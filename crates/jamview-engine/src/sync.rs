//! Scene synchronizer: applies one log step to the scene.
//!
//! `sync` is a pure function of (log, step, flags) as far as the scene is
//! concerned. Every call replaces what it touches, so syncing the same step
//! twice leaves the scene and the snapshot unchanged.

use std::collections::HashSet;

use jamview_core::constants::LINK_COLOR;
use jamview_core::enums::{EntityKind, SceneLayer, TerminalStatus};
use jamview_core::log::SimulationLog;
use jamview_core::scene::{EntityRef, Scene};
use jamview_core::state::{PlaybackState, TerminalReading, UiSnapshot};

use crate::links::LinkDeriver;
use crate::trail::TrailTracker;

/// Owns the trail buffers and link deriver, and is the only writer to the scene.
#[derive(Debug, Clone)]
pub struct SceneSynchronizer {
    trails: TrailTracker,
    links: LinkDeriver,
    terminal_ids: Vec<u32>,
    known_terminals: HashSet<u32>,
}

impl SceneSynchronizer {
    pub fn new(log: &SimulationLog, trail_window: usize) -> Self {
        Self {
            trails: TrailTracker::new(trail_window),
            links: LinkDeriver::new(log),
            terminal_ids: log.ground_terminals.iter().map(|gt| gt.id).collect(),
            known_terminals: log.ground_terminals.iter().map(|gt| gt.id).collect(),
        }
    }

    pub fn trails(&self) -> &TrailTracker {
        &self.trails
    }

    /// Force a full trail recompute on the next sync.
    pub fn invalidate_trails(&mut self) {
        self.trails.invalidate();
    }

    /// Place the static ground terminals and set layer visibility.
    pub fn populate<S: Scene>(&self, log: &SimulationLog, state: &PlaybackState, scene: &mut S) {
        for gt in &log.ground_terminals {
            let entity = EntityRef::GroundTerminal(gt.id);
            scene.set_position(entity, gt.ecef);
            scene.set_color(entity, TerminalStatus::Normal.color());
        }
        scene.set_visible(SceneLayer::Trails, state.show_trails);
        scene.set_visible(SceneLayer::Links, state.show_links);
    }

    /// Apply `state.current_step` to the scene and describe it.
    ///
    /// Returns `None` when the step does not exist in the log.
    pub fn sync<S: Scene>(
        &mut self,
        log: &SimulationLog,
        state: &PlaybackState,
        scene: &mut S,
    ) -> Option<UiSnapshot> {
        let step = state.current_step;
        let sample = log.step(step)?;

        if state.show_trails {
            self.trails.refresh(log, step);
        }

        // Moving entities
        for kind in [EntityKind::Satellite, EntityKind::Uav] {
            for index in 0..log.entity_count(kind) {
                let entity = EntityRef::moving(kind, index);
                match sample.position(kind, index) {
                    Some(position) => scene.set_position(entity, position),
                    None => tracing::debug!(step, ?entity, "no position at step, skipped"),
                }
                if state.show_trails {
                    scene.set_trail(entity, &self.trails.trail(kind, index));
                }
            }
        }
        scene.set_visible(SceneLayer::Trails, state.show_trails);

        // Terminal indicators. Terminals without a result at this step show
        // as normal.
        let mut jammed_terminals = HashSet::new();
        let mut terminals = Vec::with_capacity(sample.ground_terminal_results.len());
        for result in &sample.ground_terminal_results {
            if !self.known_terminals.contains(&result.gt_id) {
                tracing::debug!(step, gt_id = result.gt_id, "result for unknown terminal skipped");
                continue;
            }
            if result.is_jammed {
                jammed_terminals.insert(result.gt_id);
            }
            terminals.push(TerminalReading {
                gt_id: result.gt_id,
                is_jammed: result.is_jammed,
                sinr: result.sinr,
            });
        }
        for &id in &self.terminal_ids {
            let status = TerminalStatus::from_jammed(jammed_terminals.contains(&id));
            scene.set_color(EntityRef::GroundTerminal(id), status.color());
        }

        // Interference links
        let link_count = if state.show_links {
            let links = self.links.links_for(sample);
            scene.set_links(&links, LINK_COLOR);
            links.len()
        } else {
            scene.set_links(&[], LINK_COLOR);
            0
        };
        scene.set_visible(SceneLayer::Links, state.show_links);

        let terminal_count = u32::try_from(log.ground_terminal_count()).unwrap_or(u32::MAX);
        Some(UiSnapshot {
            time: sample.time,
            step,
            step_count: log.step_count(),
            avg_sinr: sample.avg_sinr,
            jammed_rate: sample.jammed_rate,
            jammed_count: sample.jammed_count,
            normal_count: terminal_count.saturating_sub(sample.jammed_count),
            link_count,
            is_playing: state.is_playing,
            speed_multiplier: state.speed_multiplier,
            show_links: state.show_links,
            show_trails: state.show_trails,
            terminals,
        })
    }
}
#[test]
fn test_snapshot_carries_terminal_readings() {
    let mut log = build_log(4, 1, 1, 2, 1.0);
    log.time_steps[2].ground_terminal_results.push(TerminalResult {
        gt_id: 99,
        is_jammed: true,
        ..Default::default()
    });
    let mut ctrl = controller(log);
    let snap = ctrl.apply(PlaybackCommand::Seek { step: 2 }).unwrap();
    // Unknown terminal 99 is left out.
    assert_eq!(snap.terminals.len(), 2);
    assert_eq!(snap.terminals[0].gt_id, 1);
    assert!(!snap.terminals[0].is_jammed);
    assert_eq!(snap.terminals[0].sinr, Some(-2.0));
    assert_eq!(snap.terminals[1].gt_id, 2);
    assert!(snap.terminals[1].is_jammed);
}

#[test]
fn test_series_follows_current_step() {
    let mut ctrl = controller(build_log(8, 1, 1, 3, 1.0));
    assert_eq!(ctrl.series().len(), 1);
    ctrl.seek(5);
    let series = ctrl.series();
    assert_eq!(series.len(), 6);
    assert_eq!(series[5].time, 5.0);
    assert_eq!(series[5].avg_sinr, -5.0);
    assert_eq!(series[5].jammed_rate, ctrl.snapshot().unwrap().jammed_rate);
    ctrl.seek(100);
    assert_eq!(ctrl.series().len(), 8);
}
//! jamview - replay a jamming simulation log against a headless scene

use std::path::PathBuf;
use std::time::{Duration, Instant};

use anyhow::{anyhow, bail, Context};
use clap::Parser;
use tracing_subscriber::{layer::SubscriberExt, util::SubscriberInitExt, EnvFilter};

use jamview_app::control;
use jamview_app::state::AppState;
use jamview_core::commands::PlaybackCommand;
use jamview_core::constants::FRAME_RATE;
use jamview_core::log::SimulationLog;
use jamview_engine::config::PlaybackConfig;

#[derive(Parser)]
#[command(name = "jamview")]
#[command(about = "Replay a UAV-swarm jamming simulation log")]
#[command(version)]
struct Cli {
    /// Simulation log exported as JSON
    #[arg(short, long)]
    log: PathBuf,

    /// Playback config (JSON)
    #[arg(short, long)]
    config: Option<PathBuf>,

    /// Speed multiplier (clamped to the configured bounds)
    #[arg(short, long)]
    speed: Option<f64>,

    /// Step to start from
    #[arg(long, default_value_t = 0)]
    start_step: i64,

    /// Wall-clock seconds to play for
    #[arg(long, default_value_t = 10.0)]
    seconds: f64,

    /// Frame rate of the player loop
    #[arg(long, default_value_t = FRAME_RATE)]
    fps: u32,

    /// Hide interference links
    #[arg(long)]
    no_links: bool,

    /// Hide entity trails
    #[arg(long)]
    no_trails: bool,
}

fn main() -> anyhow::Result<()> {
    tracing_subscriber::registry()
        .with(EnvFilter::try_from_default_env().unwrap_or_else(|_| EnvFilter::new("info")))
        .with(tracing_subscriber::fmt::layer().with_writer(std::io::stderr))
        .init();

    let cli = Cli::parse();
    if !cli.seconds.is_finite() {
        bail!("--seconds must be a finite number");
    }

    let log = SimulationLog::load_from_file(&cli.log)
        .with_context(|| format!("cannot start playback of {}", cli.log.display()))?;

    let mut config = match &cli.config {
        Some(path) => PlaybackConfig::from_json_file(path)
            .with_context(|| format!("cannot load config {}", path.display()))?,
        None => PlaybackConfig::default(),
    };
    if let Some(speed) = cli.speed {
        config.initial_speed = speed;
    }
    config.show_links &= !cli.no_links;
    config.show_trails &= !cli.no_trails;
    config
        .validate()
        .context("invalid playback settings after command-line overrides")?;

    let state = AppState::new();
    control::start_player(&state, log, config, cli.fps).map_err(|e| anyhow!(e))?;
    control::send_command(&state, PlaybackCommand::Seek { step: cli.start_step })
        .map_err(|e| anyhow!(e))?;
    control::send_command(&state, PlaybackCommand::Play).map_err(|e| anyhow!(e))?;

    let duration = Duration::from_secs_f64(cli.seconds.max(0.0));
    let started = Instant::now();
    let mut last_step = None;
    while started.elapsed() < duration {
        std::thread::sleep(Duration::from_millis(100));
        if let Some(snapshot) = control::get_snapshot(&state).map_err(|e| anyhow!(e))? {
            if last_step != Some(snapshot.step) {
                last_step = Some(snapshot.step);
                println!("{}", serde_json::to_string(&snapshot)?);
            }
        }
    }

    control::stop_player(&state).map_err(|e| anyhow!(e))?;
    tracing::info!(last_step = ?last_step, "playback finished");
    Ok(())
}
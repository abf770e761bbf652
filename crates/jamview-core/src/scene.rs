//! The scene capability driven by the synchronizer.
//!
//! A rendering backend implements [`Scene`]; the engine only ever calls these
//! setters and never reads the scene back. Each call replaces the previous
//! value for its target, so repeating a call is harmless.

use serde::{Deserialize, Serialize};

use crate::enums::{EntityKind, SceneLayer};
use crate::types::{Ecef, LinkSegment};

/// Addressable object in the scene.
#[derive(Debug, Clone, Copy, PartialEq, Eq, Hash, PartialOrd, Ord, Serialize, Deserialize)]
pub enum EntityRef {
    /// Satellite by index into the log's satellite list.
    Satellite(usize),
    /// UAV by array index.
    Uav(usize),
    /// Ground terminal by log id.
    GroundTerminal(u32),
}

impl EntityRef {
    /// Reference to a moving entity.
    pub fn moving(kind: EntityKind, index: usize) -> Self {
        match kind {
            EntityKind::Satellite => Self::Satellite(index),
            EntityKind::Uav => Self::Uav(index),
        }
    }
}

/// Scene-graph mutations the engine needs from a renderer.
pub trait Scene {
    /// Place an entity.
    fn set_position(&mut self, entity: EntityRef, position: Ecef);

    /// Set an entity's indicator color (0xRRGGBB).
    fn set_color(&mut self, entity: EntityRef, color: u32);

    /// Replace an entity's trail polyline.
    fn set_trail(&mut self, entity: EntityRef, points: &[Ecef]);

    /// Replace the whole interference-link geometry set, drawn in `color`
    /// (0xRRGGBB). Empty clears it.
    fn set_links(&mut self, links: &[LinkSegment], color: u32);

    /// Show or hide a layer without touching its geometry.
    fn set_visible(&mut self, layer: SceneLayer, visible: bool);
}

impl<S: Scene + ?Sized> Scene for Box<S> {
    fn set_position(&mut self, entity: EntityRef, position: Ecef) {
        (**self).set_position(entity, position)
    }

    fn set_color(&mut self, entity: EntityRef, color: u32) {
        (**self).set_color(entity, color)
    }

    fn set_trail(&mut self, entity: EntityRef, points: &[Ecef]) {
        (**self).set_trail(entity, points)
    }

    fn set_links(&mut self, links: &[LinkSegment], color: u32) {
        (**self).set_links(links, color)
    }

    fn set_visible(&mut self, layer: SceneLayer, visible: bool) {
        (**self).set_visible(layer, visible)
    }
}
//! Core types and definitions for the jamview playback engine.
//!
//! This crate defines the vocabulary shared across all other crates:
//! the simulation-log schema, commands, playback state, UI snapshots,
//! the scene capability, and constants.
//! It has no dependency on any rendering backend or runtime framework.

pub mod commands;
pub mod constants;
pub mod enums;
pub mod error;
pub mod log;
pub mod scene;
pub mod state;
pub mod types;
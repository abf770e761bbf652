//! Trail history: a bounded window of recent positions per moving entity.
//!
//! Trails are derived from the log, never stored in it. A trail ending at
//! step `k` holds the entity's positions at steps `max(0, k-W+1) ..= k`.

use std::collections::VecDeque;

use jamview_core::enums::EntityKind;
use jamview_core::log::SimulationLog;
use jamview_core::types::Ecef;

/// Positions of one entity over the window ending at `upto_step`.
///
/// Length is `min(window, upto_step + 1)` for a consistent log. Steps where
/// the entity index is missing are skipped. `upto_step` past the end of the
/// log is clamped to the last step.
pub fn trail_for(
    log: &SimulationLog,
    window: usize,
    kind: EntityKind,
    index: usize,
    upto_step: usize,
) -> Vec<Ecef> {
    let Some(last) = log.step_count().checked_sub(1) else {
        return Vec::new();
    };
    let upto = upto_step.min(last);
    let first = (upto + 1).saturating_sub(window);
    log.time_steps[first..=upto]
        .iter()
        .filter_map(|sample| sample.position(kind, index))
        .collect()
}

/// Per-entity trail buffers for every satellite and UAV.
#[derive(Debug, Clone)]
pub struct TrailTracker {
    window: usize,
    satellites: Vec<VecDeque<Ecef>>,
    uavs: Vec<VecDeque<Ecef>>,
    /// Step the buffers currently end at.
    synced_step: Option<usize>,
}

impl TrailTracker {
    pub fn new(window: usize) -> Self {
        Self {
            window: window.max(1),
            satellites: Vec::new(),
            uavs: Vec::new(),
            synced_step: None,
        }
    }

    pub fn window(&self) -> usize {
        self.window
    }

    /// Step the buffers were last refreshed for.
    pub fn synced_step(&self) -> Option<usize> {
        self.synced_step
    }

    /// Bring every buffer up to date for `step`.
    ///
    /// Moving forward by exactly one step slides each window; any other move
    /// rebuilds from the log. Both give the same result as [`trail_for`].
    pub fn refresh(&mut self, log: &SimulationLog, step: usize) {
        let Some(last) = log.step_count().checked_sub(1) else {
            self.satellites.clear();
            self.uavs.clear();
            self.synced_step = None;
            return;
        };
        let step = step.min(last);

        if self.synced_step == Some(step) && self.sized_for(log) {
            return;
        }
        if step > 0 && self.synced_step == Some(step - 1) && self.sized_for(log) {
            self.slide(log, step);
        } else {
            self.rebuild(log, step);
        }
        self.synced_step = Some(step);
    }

    /// Forget the synced step so the next refresh rebuilds from the log.
    pub fn invalidate(&mut self) {
        self.synced_step = None;
    }

    /// Current trail of an entity, oldest first. Empty for unknown indices.
    pub fn trail(&self, kind: EntityKind, index: usize) -> Vec<Ecef> {
        self.buffers(kind)
            .get(index)
            .map(|buffer| buffer.iter().copied().collect())
            .unwrap_or_default()
    }

    fn buffers(&self, kind: EntityKind) -> &[VecDeque<Ecef>] {
        match kind {
            EntityKind::Satellite => &self.satellites,
            EntityKind::Uav => &self.uavs,
        }
    }

    fn sized_for(&self, log: &SimulationLog) -> bool {
        self.satellites.len() == log.entity_count(EntityKind::Satellite)
            && self.uavs.len() == log.entity_count(EntityKind::Uav)
    }

    fn rebuild(&mut self, log: &SimulationLog, step: usize) {
        let window = self.window;
        let build = |kind: EntityKind| -> Vec<VecDeque<Ecef>> {
            (0..log.entity_count(kind))
                .map(|index| trail_for(log, window, kind, index, step).into())
                .collect()
        };
        self.satellites = build(EntityKind::Satellite);
        self.uavs = build(EntityKind::Uav);
        tracing::debug!(step, window, "trail buffers rebuilt");
    }

    fn slide(&mut self, log: &SimulationLog, step: usize) {
        let window = self.window;
        let sample = &log.time_steps[step];
        // Sample leaving the window, if the window was already full.
        let dropped = step.checked_sub(window).map(|i| &log.time_steps[i]);

        for (kind, buffers) in [
            (EntityKind::Satellite, &mut self.satellites),
            (EntityKind::Uav, &mut self.uavs),
        ] {
            for (index, buffer) in buffers.iter_mut().enumerate() {
                if let Some(old) = dropped {
                    if old.position(kind, index).is_some() {
                        buffer.pop_front();
                    }
                }
                if let Some(position) = sample.position(kind, index) {
                    buffer.push_back(position);
                }
            }
        }
    }
}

########################################

• _Task prompt_
Search the listing above for the word "clamped", and copy every line that has it.

• _Written solution_
    /// Speed multiplier (clamped to the configured bounds)
/// log is clamped to the last step.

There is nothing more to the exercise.